Supplied entries ▸
···
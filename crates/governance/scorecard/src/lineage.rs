//! Trust lineage: signed delegation edges between scored agents.
//!
//! Every record is validated, signed and then written to the id, source
//! and target indices plus the pair index. Only single edges are tracked
//! here; walking multi-hop chains is left to callers.

use crate::config::LineageConfig;
use crate::error::{LineageError, LineageResult};
use chrono::Utc;
use governance_crypto::CryptographicVerifier;
use governance_storage::{LineageStore, TrustStorage};
use governance_types::schema::validate_lineage;
use governance_types::{
    AgentId, CryptographicProof, GovernanceFramework, LineageParty, Scorecard, TrustContext,
    TrustLineageRecord, TrustMetrics, LINEAGE_SCHEMA_VERSION,
};
use std::collections::HashSet;
use std::sync::Arc;
use tracing::{error, info, warn};

pub struct TrustLineageTracker {
    config: LineageConfig,
    verifier: Arc<CryptographicVerifier>,
    store: Arc<dyn TrustStorage>,
}

impl TrustLineageTracker {
    pub fn new(
        config: LineageConfig,
        verifier: Arc<CryptographicVerifier>,
        store: Arc<dyn TrustStorage>,
    ) -> Self {
        Self {
            config,
            verifier,
            store,
        }
    }

    pub fn config(&self) -> &LineageConfig {
        &self.config
    }

    /// Record that `source_id` delegated trust to `target_id`, based on
    /// each agent's scorecard.
    pub async fn create_lineage_record(
        &self,
        source_id: &AgentId,
        target_id: &AgentId,
        source_scorecard: &Scorecard,
        target_scorecard: &Scorecard,
        context: TrustContext,
    ) -> LineageResult<TrustLineageRecord> {
        ensure_owner(source_id, source_scorecard)?;
        ensure_owner(target_id, target_scorecard)?;
        self.verify_delegation_requirements(source_scorecard, target_scorecard)?;

        let record = TrustLineageRecord {
            schema_version: LINEAGE_SCHEMA_VERSION.to_string(),
            lineage_id: format!("lineage-{}", uuid::Uuid::new_v4()),
            source_agent: party(source_scorecard),
            target_agent: party(target_scorecard),
            timestamp: Utc::now(),
            trust_context: context,
            trust_metrics: TrustMetrics {
                delegation_score: self
                    .calculate_delegation_score(source_scorecard, target_scorecard),
            },
            cryptographic_proof: CryptographicProof::unsigned(),
        };
        validate_lineage(&record)?;

        let signed = self.verifier.sign_lineage_record(record)?;
        if let Err(e) = self.store.store_lineage(signed.clone()).await {
            error!(lineage_id = %signed.lineage_id, error = %e, "Failed to store lineage record");
            return Err(e.into());
        }

        info!(
            lineage_id = %signed.lineage_id,
            source = %source_id,
            target = %target_id,
            delegation_score = signed.trust_metrics.delegation_score,
            "Recorded trust delegation"
        );
        Ok(signed)
    }

    /// Reject delegations from unscored or low-trust sources and to agents
    /// with unknown governance.
    pub fn verify_delegation_requirements(
        &self,
        source: &Scorecard,
        target: &Scorecard,
    ) -> LineageResult<()> {
        let Some(score) = source.trust_score else {
            return Err(LineageError::NullTrustScore(source.agent_id.clone()));
        };
        if score < self.config.min_delegation_score {
            return Err(LineageError::BelowThreshold {
                score,
                minimum: self.config.min_delegation_score,
            });
        }
        if target.governance_identity.governance_framework == GovernanceFramework::Unknown {
            return Err(LineageError::UnknownGovernance(target.agent_id.clone()));
        }
        Ok(())
    }

    /// Source-weighted average of both trust scores, adjusted for how
    /// closely the two governance identities match. Always within
    /// `[min_delegation_score, 1]`; an unscored source yields the floor.
    pub fn calculate_delegation_score(&self, source: &Scorecard, target: &Scorecard) -> f64 {
        let floor = self.config.min_delegation_score;
        let Some(source_score) = source.trust_score else {
            return floor;
        };
        let target_score = target.trust_score.unwrap_or(floor);
        let weight = self.config.source_weight.clamp(0.0, 1.0);
        let average = weight * source_score + (1.0 - weight) * target_score;

        let src = &source.governance_identity;
        let tgt = &target.governance_identity;
        let adjustment = if src.governance_framework != tgt.governance_framework {
            -self.config.framework_mismatch_penalty
        } else if src.constitution_hash == tgt.constitution_hash {
            self.config.same_constitution_bonus
        } else {
            self.config.same_framework_bonus
        };

        (average + adjustment).clamp(floor, 1.0)
    }

    pub async fn get_lineage(&self, lineage_id: &str) -> Option<TrustLineageRecord> {
        match self.store.get_lineage(lineage_id).await {
            Ok(record) => record,
            Err(e) => {
                warn!(lineage_id, error = %e, "Failed to read lineage record");
                None
            }
        }
    }

    /// Delegations made by `agent_id`, newest first.
    pub async fn delegations_from(&self, agent_id: &AgentId) -> Vec<TrustLineageRecord> {
        self.store
            .lineage_by_source(agent_id)
            .await
            .unwrap_or_else(|e| {
                warn!(agent_id = %agent_id, error = %e, "Failed to read delegations");
                Vec::new()
            })
    }

    /// Delegations received by `agent_id`, newest first.
    pub async fn delegations_to(&self, agent_id: &AgentId) -> Vec<TrustLineageRecord> {
        self.store
            .lineage_by_target(agent_id)
            .await
            .unwrap_or_else(|e| {
                warn!(agent_id = %agent_id, error = %e, "Failed to read delegations");
                Vec::new()
            })
    }

    pub async fn has_delegated(&self, source: &AgentId, target: &AgentId) -> bool {
        match self.store.pair_lookup(source, target).await {
            Ok(found) => found.is_some(),
            Err(e) => {
                warn!(source = %source, target = %target, error = %e, "Pair lookup failed");
                false
            }
        }
    }

    /// Every edge touching `agent_id`, most recent first.
    pub async fn get_delegation_chain(&self, agent_id: &AgentId) -> Vec<TrustLineageRecord> {
        let outgoing = self.delegations_from(agent_id).await;
        let incoming = self.delegations_to(agent_id).await;
        build_delegation_chain(agent_id, outgoing, incoming)
    }

    /// Re-check the signature of a stored record.
    pub async fn verify_lineage(&self, lineage_id: &str) -> bool {
        match self.get_lineage(lineage_id).await {
            Some(record) => self.verifier.verify_lineage_record(&record),
            None => false,
        }
    }
}

/// Merge outgoing and incoming edges of `agent_id` into one list, most
/// recent first. Records that do not touch the agent are dropped.
pub fn build_delegation_chain(
    agent_id: &AgentId,
    source_records: Vec<TrustLineageRecord>,
    target_records: Vec<TrustLineageRecord>,
) -> Vec<TrustLineageRecord> {
    let mut seen = HashSet::new();
    let mut chain: Vec<TrustLineageRecord> = source_records
        .into_iter()
        .filter(|r| r.source_agent.id == *agent_id)
        .chain(
            target_records
                .into_iter()
                .filter(|r| r.target_agent.id == *agent_id),
        )
        .filter(|r| seen.insert(r.lineage_id.clone()))
        .collect();
    chain.sort_by(|a, b| {
        b.timestamp
            .cmp(&a.timestamp)
            .then_with(|| b.lineage_id.cmp(&a.lineage_id))
    });
    chain
}

fn party(scorecard: &Scorecard) -> LineageParty {
    LineageParty {
        id: scorecard.agent_id.clone(),
        governance_framework: scorecard.governance_identity.governance_framework,
        trust_score: scorecard.trust_score,
        scorecard_id: Some(scorecard.scorecard_id.clone()),
    }
}

fn ensure_owner(agent_id: &AgentId, scorecard: &Scorecard) -> LineageResult<()> {
    if scorecard.agent_id != *agent_id {
        return Err(LineageError::ScorecardMismatch {
            expected: agent_id.clone(),
            found: scorecard.agent_id.clone(),
        });
    }
    Ok(())
}

#[cfg(test)]
mod tests {
    use super::*;
    use crate::testing::harness;
    use chrono::Duration;

    #[tokio::test]
    async fn delegation_is_signed_stored_and_indexed() {
        let h = harness();
        let a = h.scored("a", GovernanceFramework::Promethios, Some(0.9)).await;
        let b = h.scored("b", GovernanceFramework::Promethios, Some(0.8)).await;

        let record = h
            .lineage
            .create_lineage_record(&a.agent_id, &b.agent_id, &a, &b, TrustContext::default())
            .await
            .unwrap();
        assert!(record.is_signed());
        assert!(validate_lineage(&record).is_ok());
        assert_eq!(record.source_agent.scorecard_id.as_deref(), Some(a.scorecard_id.as_str()));

        assert!(h.lineage.has_delegated(&a.agent_id, &b.agent_id).await);
        assert!(!h.lineage.has_delegated(&b.agent_id, &a.agent_id).await);
        assert_eq!(h.lineage.delegations_from(&a.agent_id).await.len(), 1);
        assert_eq!(h.lineage.delegations_to(&b.agent_id).await.len(), 1);
        assert!(h.lineage.verify_lineage(&record.lineage_id).await);
        assert!(!h.lineage.verify_lineage("lineage-missing").await);
    }

    #[tokio::test]
    async fn delegation_requirements_are_enforced() {
        let h = harness();
        let unscored = h.scored("a", GovernanceFramework::Promethios, None).await;
        let weak = h.scored("w", GovernanceFramework::Promethios, Some(0.3)).await;
        let strong = h.scored("s", GovernanceFramework::Promethios, Some(0.9)).await;
        let unknown = h.scored("u", GovernanceFramework::Unknown, Some(0.9)).await;
        let ctx = TrustContext::default;

        let err = h
            .lineage
            .create_lineage_record(&unscored.agent_id, &strong.agent_id, &unscored, &strong, ctx())
            .await
            .unwrap_err();
        assert!(err.to_string().contains("null trust score"));

        let err = h
            .lineage
            .create_lineage_record(&weak.agent_id, &strong.agent_id, &weak, &strong, ctx())
            .await
            .unwrap_err();
        assert!(err.to_string().contains("below minimum threshold"));

        let err = h
            .lineage
            .create_lineage_record(&strong.agent_id, &unknown.agent_id, &strong, &unknown, ctx())
            .await
            .unwrap_err();
        assert!(err.to_string().contains("unknown governance"));

        assert!(h.lineage.delegations_from(&strong.agent_id).await.is_empty());
    }

    #[tokio::test]
    async fn self_delegation_is_rejected() {
        let h = harness();
        let a = h.scored("a", GovernanceFramework::Promethios, Some(0.9)).await;
        let err = h
            .lineage
            .create_lineage_record(&a.agent_id, &a.agent_id, &a, &a, TrustContext::default())
            .await
            .unwrap_err();
        assert!(matches!(err, LineageError::Schema(_)));
    }

    #[tokio::test]
    async fn scorecards_must_belong_to_the_parties() {
        let h = harness();
        let a = h.scored("a", GovernanceFramework::Promethios, Some(0.9)).await;
        let b = h.scored("b", GovernanceFramework::Promethios, Some(0.9)).await;
        let err = h
            .lineage
            .create_lineage_record(&a.agent_id, &AgentId::new("c"), &a, &b, TrustContext::default())
            .await
            .unwrap_err();
        assert!(matches!(err, LineageError::ScorecardMismatch { .. }));
    }

    #[tokio::test]
    async fn unscored_source_scores_exactly_the_floor() {
        let h = harness();
        let a = h.scored("a", GovernanceFramework::Promethios, None).await;
        let b = h.scored("b", GovernanceFramework::Promethios, Some(1.0)).await;
        assert_eq!(
            h.lineage.calculate_delegation_score(&a, &b),
            h.lineage.config().min_delegation_score
        );
    }

    #[tokio::test]
    async fn governance_mismatch_lowers_the_score() {
        let h = harness();
        let a = h.scored("a", GovernanceFramework::Promethios, Some(0.9)).await;
        let same = h.scored("b", GovernanceFramework::Promethios, Some(0.8)).await;
        let foreign = h.scored("c", GovernanceFramework::ExternalVerified, Some(0.8)).await;

        let mut twin = same.clone();
        twin.governance_identity.constitution_hash = a.governance_identity.constitution_hash.clone();

        let shared_constitution = h.lineage.calculate_delegation_score(&a, &twin);
        let same_framework = h.lineage.calculate_delegation_score(&a, &same);
        let cross_framework = h.lineage.calculate_delegation_score(&a, &foreign);
        assert!(shared_constitution > same_framework);
        assert!(same_framework > cross_framework);
        assert!(cross_framework >= h.lineage.config().min_delegation_score);
    }

    #[test]
    fn chain_merges_both_directions_newest_first() {
        let now = Utc::now();
        let edge = |id: &str, src: &str, tgt: &str, age: i64| {
            let party = |agent: &str| LineageParty {
                id: AgentId::new(agent),
                governance_framework: GovernanceFramework::Promethios,
                trust_score: Some(0.8),
                scorecard_id: None,
            };
            TrustLineageRecord {
                schema_version: LINEAGE_SCHEMA_VERSION.into(),
                lineage_id: id.into(),
                source_agent: party(src),
                target_agent: party(tgt),
                timestamp: now - Duration::minutes(age),
                trust_context: TrustContext::default(),
                trust_metrics: TrustMetrics {
                    delegation_score: 0.8,
                },
                cryptographic_proof: CryptographicProof::unsigned(),
            }
        };

        let agent = AgentId::new("a");
        let chain = build_delegation_chain(
            &agent,
            vec![edge("l-1", "a", "b", 10), edge("l-x", "z", "b", 0)],
            vec![edge("l-2", "c", "a", 5), edge("l-1", "a", "b", 10)],
        );
        let ids: Vec<_> = chain.iter().map(|r| r.lineage_id.as_str()).collect();
        assert_eq!(ids, vec!["l-2", "l-1"]);
    }
}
···
The task ▸
Each line of the material that contains the string "return" has to be copied out.

Task response ▸
            return Err(e.into());
            return Err(LineageError::NullTrustScore(source.agent_id.clone()));
            return Err(LineageError::BelowThreshold {
            return Err(LineageError::UnknownGovernance(target.agent_id.clone()));
            return floor;
        return Err(LineageError::ScorecardMismatch {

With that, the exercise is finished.